Nowa Dacia Duster dopiero debiutuje na naszym rynku, ale od początku każdy wiedział, że będzie to hit sprzedażowy. Poprzednie generacje zawładnęły sercami Polaków, dlaczego więc teraz miałoby być inaczej? Czy nowa generacja okaże się równie dobra jak poprzednia? Czy poprawiono błędy i zaoferowano coś nowego? Zapraszam do lektury.
W przypadku nowej Dacii Duster mam to szczęście, że jeździłem też poprzednią generacją. Siłą rzeczy od kiedy tylko odebrałem auto z salonu, zacząłem je porównywać z poprzednikiem. Tamten model miał genialny kolor, który przyciągał uwagę i dodające off roadowego charakteru progi przy drzwiach. Niemniej bardziej przypominał auto miejskie niż terenowe. Za to teraz trafił mi się bardzo terenowy egzemplarz, poczynając już od koloru. Do tego napęd 4×4, 130 koni pod maską i naprawdę rasowy offroadowy wygląd. Niestety do takiego zestawu dołączono tylko manualną skrzynię biegów. Jeżeli marzycie o automacie, to musicie spojrzeć w kierunku pełnej hybrydy. Zyskacie więcej koni, ale stracicie napęd na wszystkie koła. Sami musicie zdecydować co wolicie.
Nowy Duster wygląda jak mały czołg. Z zewnątrz auto wydaje się wręcz pancerne. Ma stosunkowo małe okna, a kolor w wersji Extreme przywodzi na myśl wojskowe koszary i terenowe przeprawy. Jak dla mnie przód został żywcem wyjęty z Hummera. Jest groźnie i nowocześnie. To nie do końca moje klimaty. Wizualnie wolałem piękny niebieski metalik z poprzednio testowanego modelu. Chociaż nie wiem, jak sprawdziłby się w nowej bryle.
Duster od początku daje nam sygnał, że stworzony został z myślą o jeździe po bocznych drogach, a nie do lansowania na mieście. Natomiast zupełnie innego zdania są przechodnie. Ostatnio takie poruszenie na drodze wzbudzałem chyba elektrycznym IONIQ-iem 5. Gdy tylko zatrzymałem się na chwilę, przechodnie pokazywali na mnie (właściwie to na samochód) placem, robili zdjęcia i głośno komentowali, że to nowy Duster. Jak widać model ten się podoba, co tylko potwierdza, że zostanie kolejnym sprzedażowym przebojem.
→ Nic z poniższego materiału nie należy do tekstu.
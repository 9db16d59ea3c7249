//! Leaderboard assembly: rates, ranks, and averages.

use std::collections::BTreeMap;

use serde::{Deserialize, Serialize};

use crate::domain::ScoredResult;
use crate::score::{
    DOC_ISSUE_WEIGHT, DOC_PR_WEIGHT, FEAT_BUG_ISSUE_WEIGHT, FEAT_BUG_PR_WEIGHT, TYPO_PR_WEIGHT,
};

/// Per-category point values and ranking data for one participant.
#[derive(Debug, Clone, Copy, PartialEq, Serialize, Deserialize)]
#[serde(rename_all = "camelCase")]
pub struct ScoreBreakdown {
    /// Points from credited feature/bug pull requests.
    pub feat_bug_pr_points: i64,
    /// Points from credited documentation pull requests.
    pub doc_pr_points: i64,
    /// Points from credited typo pull requests.
    pub typo_pr_points: i64,
    /// Points from credited feature/bug issues.
    pub feat_bug_issue_points: i64,
    /// Points from credited documentation issues.
    pub doc_issue_points: i64,
    /// Weighted total score.
    pub total: i64,
    /// Share of the run's total score, as a percentage with one decimal.
    pub rate: f64,
    /// Competition rank; tied totals share a rank and the next rank skips.
    pub rank: usize,
}

/// A ranked participant.
#[derive(Debug, Clone, PartialEq, Serialize, Deserialize)]
#[serde(rename_all = "camelCase")]
pub struct LeaderboardEntry {
    /// Participant login.
    pub user: String,
    /// Score breakdown for the participant.
    pub breakdown: ScoreBreakdown,
}

/// Mean point values across ranked participants.
#[derive(Debug, Clone, Copy, Default, PartialEq, Serialize, Deserialize)]
#[serde(rename_all = "camelCase")]
pub struct ScoreAverages {
    /// Mean feature/bug pull request points.
    pub feat_bug_pr_points: f64,
    /// Mean documentation pull request points.
    pub doc_pr_points: f64,
    /// Mean typo pull request points.
    pub typo_pr_points: f64,
    /// Mean feature/bug issue points.
    pub feat_bug_issue_points: f64,
    /// Mean documentation issue points.
    pub doc_issue_points: f64,
    /// Mean total score.
    pub total: f64,
    /// Mean participation rate.
    pub rate: f64,
}

/// Ranked scoring results for one repository.
#[derive(Debug, Clone, PartialEq, Serialize, Deserialize)]
#[serde(rename_all = "camelCase")]
pub struct Leaderboard {
    /// Participants in rank order.
    pub entries: Vec<LeaderboardEntry>,
    /// Category averages across the ranked participants.
    pub averages: ScoreAverages,
}

/// Build a leaderboard from per-user scored results.
///
/// Participation rates are computed against the full run's score sum before
/// the `min_total` filter, so filtering does not inflate anyone's share.
pub fn build_leaderboard(scores: &BTreeMap<String, ScoredResult>, min_total: i64) -> Leaderboard {
    let score_sum: i64 = scores.values().map(|result| result.total).sum();

    let mut entries: Vec<LeaderboardEntry> = scores
        .iter()
        .filter(|(_, result)| result.total >= min_total)
        .map(|(user, result)| LeaderboardEntry {
            user: user.clone(),
            breakdown: breakdown_for(result, score_sum),
        })
        .collect();

    // Descending by total; tied totals keep login order for determinism.
    entries.sort_by(|a, b| {
        b.breakdown
            .total
            .cmp(&a.breakdown.total)
            .then_with(|| a.user.cmp(&b.user))
    });
    assign_ranks(&mut entries);

    let averages = compute_averages(&entries);
    Leaderboard { entries, averages }
}

fn breakdown_for(result: &ScoredResult, score_sum: i64) -> ScoreBreakdown {
    let rate = if score_sum > 0 {
        round_one_decimal(result.total as f64 / score_sum as f64 * 100.0)
    } else {
        0.0
    };
    ScoreBreakdown {
        feat_bug_pr_points: FEAT_BUG_PR_WEIGHT * result.feat_bug_prs,
        doc_pr_points: DOC_PR_WEIGHT * result.doc_prs,
        typo_pr_points: TYPO_PR_WEIGHT * result.typo_prs,
        feat_bug_issue_points: FEAT_BUG_ISSUE_WEIGHT * result.feat_bug_issues,
        doc_issue_points: DOC_ISSUE_WEIGHT * result.doc_issues,
        total: result.total,
        rate,
        rank: 0,
    }
}

fn assign_ranks(entries: &mut [LeaderboardEntry]) {
    let mut last_total = None;
    let mut current_rank = 0;
    for (position, entry) in entries.iter_mut().enumerate() {
        if last_total != Some(entry.breakdown.total) {
            current_rank = position + 1;
            last_total = Some(entry.breakdown.total);
        }
        entry.breakdown.rank = current_rank;
    }
}

fn compute_averages(entries: &[LeaderboardEntry]) -> ScoreAverages {
    if entries.is_empty() {
        return ScoreAverages::default();
    }
    let count = entries.len() as f64;
    let sum = |value: fn(&ScoreBreakdown) -> f64| -> f64 {
        entries.iter().map(|entry| value(&entry.breakdown)).sum()
    };
    ScoreAverages {
        feat_bug_pr_points: sum(|b| b.feat_bug_pr_points as f64) / count,
        doc_pr_points: sum(|b| b.doc_pr_points as f64) / count,
        typo_pr_points: sum(|b| b.typo_pr_points as f64) / count,
        feat_bug_issue_points: sum(|b| b.feat_bug_issue_points as f64) / count,
        doc_issue_points: sum(|b| b.doc_issue_points as f64) / count,
        total: sum(|b| b.total as f64) / count,
        rate: sum(|b| b.rate) / count,
    }
}

fn round_one_decimal(value: f64) -> f64 {
    (value * 10.0).round() / 10.0
}

#[cfg(test)]
mod tests {
    use super::build_leaderboard;
    use crate::domain::RawCounts;
    use crate::score::score;
    use std::collections::BTreeMap;

    fn scores(counts: &[(&str, RawCounts)]) -> BTreeMap<String, crate::domain::ScoredResult> {
        counts
            .iter()
            .map(|(user, raw)| (user.to_string(), score(raw).expect("score")))
            .collect()
    }

    #[test]
    fn orders_entries_by_total_descending() {
        let scores = scores(&[
            ("alice", RawCounts::new(1, 0, 0, 0, 0)),
            ("bob", RawCounts::new(3, 0, 0, 0, 0)),
            ("carol", RawCounts::new(2, 0, 0, 0, 0)),
        ]);

        let board = build_leaderboard(&scores, 0);

        let users: Vec<&str> = board
            .entries
            .iter()
            .map(|entry| entry.user.as_str())
            .collect();
        assert_eq!(users, vec!["bob", "carol", "alice"]);
    }

    #[test]
    fn tied_totals_share_a_rank_and_the_next_rank_skips() {
        let scores = scores(&[
            ("alice", RawCounts::new(2, 0, 0, 0, 0)),
            ("bob", RawCounts::new(2, 0, 0, 0, 0)),
            ("carol", RawCounts::new(1, 0, 0, 0, 0)),
        ]);

        let board = build_leaderboard(&scores, 0);

        assert_eq!(board.entries[0].breakdown.rank, 1);
        assert_eq!(board.entries[1].breakdown.rank, 1);
        assert_eq!(board.entries[2].breakdown.rank, 3);
    }

    #[test]
    fn rates_sum_to_roughly_one_hundred() {
        let scores = scores(&[
            ("alice", RawCounts::new(2, 0, 0, 0, 0)),
            ("bob", RawCounts::new(1, 0, 0, 0, 0)),
        ]);

        let board = build_leaderboard(&scores, 0);

        let total_rate: f64 = board
            .entries
            .iter()
            .map(|entry| entry.breakdown.rate)
            .sum();
        assert!((total_rate - 100.0).abs() < 0.2);
    }

    #[test]
    fn min_total_filters_but_keeps_rates_against_full_sum() {
        let scores = scores(&[
            ("alice", RawCounts::new(3, 0, 0, 0, 0)),
            ("bob", RawCounts::new(1, 0, 0, 0, 0)),
        ]);

        let board = build_leaderboard(&scores, 5);

        assert_eq!(board.entries.len(), 1);
        assert_eq!(board.entries[0].user, "alice");
        // 9 of 12 points, not 100%.
        assert_eq!(board.entries[0].breakdown.rate, 75.0);
    }

    #[test]
    fn breakdown_multiplies_credits_by_weights() {
        let scores = scores(&[("alice", RawCounts::new(2, 5, 5, 3, 3))]);

        let board = build_leaderboard(&scores, 0);

        let breakdown = board.entries[0].breakdown;
        assert_eq!(breakdown.feat_bug_pr_points, 6);
        assert_eq!(breakdown.doc_pr_points, 10);
        assert_eq!(breakdown.typo_pr_points, 1);
        assert_eq!(breakdown.feat_bug_issue_points, 6);
        assert_eq!(breakdown.doc_issue_points, 3);
        assert_eq!(breakdown.total, 26);
    }

    #[test]
    fn averages_cover_all_categories() {
        let scores = scores(&[
            ("alice", RawCounts::new(2, 0, 0, 0, 0)),
            ("bob", RawCounts::new(0, 1, 0, 0, 0)),
        ]);

        let board = build_leaderboard(&scores, 0);

        assert_eq!(board.averages.feat_bug_pr_points, 3.0);
        assert_eq!(board.averages.doc_pr_points, 1.0);
        assert_eq!(board.averages.total, 4.0);
    }

    #[test]
    fn empty_scores_produce_an_empty_board() {
        let board = build_leaderboard(&BTreeMap::new(), 0);
        assert!(board.entries.is_empty());
        assert_eq!(board.averages.total, 0.0);
    }
}
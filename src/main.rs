/// Main application entry point
/// Handles window creation, input, the fixed tick loop and rendering
use isovoxel::rendering::texture::SPRITE_SHEET_PATH;
use isovoxel::*;
use log::{info, warn};
use mimalloc::MiMalloc;

#[global_allocator]
static GLOBAL: MiMalloc = MiMalloc;
use std::num::NonZeroU32;
use std::sync::Arc;
use std::time::{Duration, Instant};
use winit::{
    event::*,
    event_loop::{ControlFlow, EventLoop},
    keyboard::{KeyCode, PhysicalKey},
    window::WindowBuilder,
};

const WINDOW_WIDTH: u32 = 640;
const WINDOW_HEIGHT: u32 = 480;
const SKY_COLOR: u32 = 0xFF87CEEB;

/// Input ticks run at a fixed 10ms cadence regardless of frame rate.
const TICK: Duration = Duration::from_millis(10);
/// Stall guard: never replay more than this much missed input time.
const MAX_TICK_BACKLOG: Duration = Duration::from_millis(250);

const SEED_ENV: &str = "ISOVOXEL_SEED";
const DEFAULT_SEED: u32 = 12345;

fn main() -> anyhow::Result<()> {
    env_logger::Builder::new()
        .target(env_logger::Target::Stdout)
        .filter_level(log::LevelFilter::Info)
        .parse_env("RUST_LOG")
        .init();

    println!("=== Isovoxel - Painter's Voxel Renderer ===");
    println!("Controls:");
    println!("  Arrow Keys - Pan camera");
    println!("  Q/E - Rotate world 90 degrees");
    println!("  P - Dump frame counters");
    println!("  ESC - Exit");
    println!();

    // Sprites must be ready before generation and the loop start.
    let sheet = match SpriteSheet::load(SPRITE_SHEET_PATH) {
        Ok(sheet) => sheet,
        Err(err) => {
            warn!("{err}; using built-in sprites");
            SpriteSheet::builtin()
        }
    };

    let seed = std::env::var(SEED_ENV)
        .ok()
        .and_then(|value| value.parse().ok())
        .unwrap_or(DEFAULT_SEED);

    let config = WorldConfig::default();
    let generator = TerrainGenerator::new(seed, config.clone());
    info!(
        "generating {}x{} chunk world, seed {}",
        config.chunks_x,
        config.chunks_y,
        generator.seed()
    );
    let world = {
        let _timer = perf::PerfTimer::new("world generation");
        generator.generate()
    };
    info!("{} chunks ready", world.chunk_count());

    // Create event loop and window
    let event_loop = EventLoop::new()?;
    let window = Arc::new(
        WindowBuilder::new()
            .with_title("Isovoxel")
            .with_inner_size(winit::dpi::LogicalSize::new(WINDOW_WIDTH, WINDOW_HEIGHT))
            .build(&event_loop)?,
    );

    // Initialize software rendering context
    let context = softbuffer::Context::new(window.clone())
        .map_err(|err| anyhow::anyhow!("softbuffer context: {err}"))?;
    let mut surface = softbuffer::Surface::new(&context, window.clone())
        .map_err(|err| anyhow::anyhow!("softbuffer surface: {err}"))?;

    let window_size = window.inner_size();
    let mut framebuffer =
        Framebuffer::new(window_size.width as usize, window_size.height as usize);

    let mut camera = Camera::new();
    let mut camera_controller = CameraController::new();
    let renderer = Renderer::new(sheet, config.tile_size);

    // Fixed-tick input timing
    let mut last_tick = Instant::now();
    let mut tick_backlog = Duration::ZERO;

    // Timing
    let mut stats = PerfStats::new();
    let mut frame_count = 0u32;
    let mut fps_timer = Instant::now();

    event_loop.run(move |event, elwt| {
        elwt.set_control_flow(ControlFlow::Poll);

        match event {
            Event::WindowEvent { event, .. } => match event {
                WindowEvent::CloseRequested => {
                    stats.print_summary();
                    elwt.exit();
                }
                WindowEvent::Resized(new_size) => {
                    framebuffer.resize(new_size.width as usize, new_size.height as usize);
                }
                WindowEvent::KeyboardInput { event, .. } => {
                    let pressed = event.state == ElementState::Pressed;

                    if let PhysicalKey::Code(keycode) = event.physical_key {
                        match keycode {
                            KeyCode::ArrowUp => camera_controller.up_pressed = pressed,
                            KeyCode::ArrowDown => camera_controller.down_pressed = pressed,
                            KeyCode::ArrowLeft => camera_controller.left_pressed = pressed,
                            KeyCode::ArrowRight => camera_controller.right_pressed = pressed,
                            // Rotation snaps on the press edge; OS key
                            // repeat must not spin the world.
                            KeyCode::KeyE if pressed && !event.repeat => {
                                camera.rotate_ccw();
                                info!("yaw: {} degrees", camera.yaw.degrees());
                            }
                            KeyCode::KeyQ if pressed && !event.repeat => {
                                camera.rotate_cw();
                                info!("yaw: {} degrees", camera.yaw.degrees());
                            }
                            // Each dump covers the interval since the
                            // previous one.
                            KeyCode::KeyP if pressed => {
                                FRAME_COUNTERS.snapshot().print_report();
                                FRAME_COUNTERS.reset();
                            }
                            KeyCode::Escape if pressed => {
                                stats.print_summary();
                                elwt.exit();
                            }
                            _ => {}
                        }
                    }
                }
                WindowEvent::RedrawRequested => {
                    // Replay the fixed input ticks owed since last frame
                    let now = Instant::now();
                    tick_backlog += now - last_tick;
                    last_tick = now;
                    if tick_backlog > MAX_TICK_BACKLOG {
                        tick_backlog = MAX_TICK_BACKLOG;
                    }
                    while tick_backlog >= TICK {
                        camera_controller.apply_to(&mut camera);
                        tick_backlog -= TICK;
                    }

                    let timings = render_frame(&world, &camera, &renderer, &mut framebuffer);

                    // Copy framebuffer to window
                    let present_start = Instant::now();
                    let width = NonZeroU32::new(framebuffer.width as u32);
                    let height = NonZeroU32::new(framebuffer.height as u32);
                    if let (Some(width), Some(height)) = (width, height) {
                        surface.resize(width, height).unwrap();
                        let mut buffer = surface.buffer_mut().unwrap();
                        buffer.copy_from_slice(framebuffer.color_buffer_slice());
                        buffer.present().unwrap();
                    }
                    let present = present_start.elapsed();

                    stats.add_frame(timings.select, timings.sort, timings.draw, present);

                    // FPS counter with pipeline stats
                    frame_count += 1;
                    if fps_timer.elapsed().as_secs() >= 1 {
                        info!(
                            "FPS: {} | chunks: {} | draw entries: {} | yaw: {} degrees",
                            frame_count,
                            timings.chunks,
                            timings.entries,
                            camera.yaw.degrees()
                        );
                        frame_count = 0;
                        fps_timer = Instant::now();
                    }
                }
                _ => {}
            },
            Event::AboutToWait => {
                window.request_redraw();
            }
            _ => {}
        }
    })?;

    Ok(())
}

struct FrameTimings {
    select: Duration,
    sort: Duration,
    draw: Duration,
    chunks: usize,
    entries: usize,
}

/// Run one frame of the painter pipeline into the framebuffer:
/// clear, select chunks for the viewport, build and sort the draw
/// list, then blit back-to-front.
fn render_frame(
    world: &World,
    camera: &Camera,
    renderer: &Renderer,
    framebuffer: &mut Framebuffer,
) -> FrameTimings {
    count_call!(FRAME_COUNTERS.frames_rendered);

    framebuffer.clear(SKY_COLOR);

    let select_start = Instant::now();
    let visible_chunks =
        world.visible_chunks(camera, framebuffer.width as u32, framebuffer.height as u32);
    let select = select_start.elapsed();

    let sort_start = Instant::now();
    let draw_list = build_draw_list(&visible_chunks, camera.yaw);
    let sort = sort_start.elapsed();

    let draw_start = Instant::now();
    renderer.draw(&draw_list, camera, framebuffer);
    let draw = draw_start.elapsed();

    FrameTimings {
        select,
        sort,
        draw,
        chunks: visible_chunks.len(),
        entries: draw_list.len(),
    }
}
Wnętrze jest równie surowe jak teren, do którego został stworzony. Mamy tu twarde plastiki, które powinny być odporne za zarysowania, a przy okazji świetnie poradzić sobie z ewentualnym zabrudzeniem piaskiem lub błotem. Myślę, że nie sprawiłoby problemu oczyszczenie go wodą z węża i ruszenie w dalszą podróż. Jest trochę topornie, ale praktycznie. Tu z kolei mam nieodparte wrażenie, że siedzę w jakimś modelu Jeepa. Kolejny raz Duster udowadnia, że to bezdroża są jego naturalnym środowiskiem. Natomiast nie oszukujmy się, to auto częściej będzie wykorzystywane jako miejski SUV. Konstruktorzy oczywiście o tym pamiętali. Wspomniane twarde plastiki, mimo wszystko prezentują się całkiem nieźle. Na przedniej desce wyryto wielki napis Duster (żebyśmy pamiętali, czym jedziemy), drzwi charakteryzują się ostrymi krawędziami. Wszystko to dodaje autu charakteru i unikatowego szyku.
Duster to nie jest już tanie auto z mnóstwem kompromisów. W centralnej części deski mamy duży ekran, który nie odbiega niczym od konkurencji. Nowy system inforozrywki jest prosty i przyjazny w obsłudze. Nie ma szeregu niepotrzebnych funkcji. Wyświetla głównie te informacje, które interesują większość kierowców.. Duży ekran szczególnie doceniamy włączając wsteczny bieg. Widok z kamery cofania jest dobry i znacznie ułatwia manewrowanie. Przed kierowcą nie ma już tradycyjnych zegarów, tu także wszystko jest już elektroniczne. Może wyświetlacz nie powala grafiką, ale jest czytelny i doskonale spełnia swoją funkcję. Wielkie brawa za pozostawienie fizycznych przycisków. To straszne, że obecnie chwalimy konstruktorów za takie rzeczy. Nie mniej dzięki nim przyjemniej i co ważne bezpieczniej korzystamy z podstawowych funkcji jak np. obsługa klimatyzacji. Minus za fotele, a właściwie materiał, z którego je zrobiono. Wyglądają bardzo fajnie, natomiast w ciepłe dni nasze plecy dość szybko staną się całe mokre.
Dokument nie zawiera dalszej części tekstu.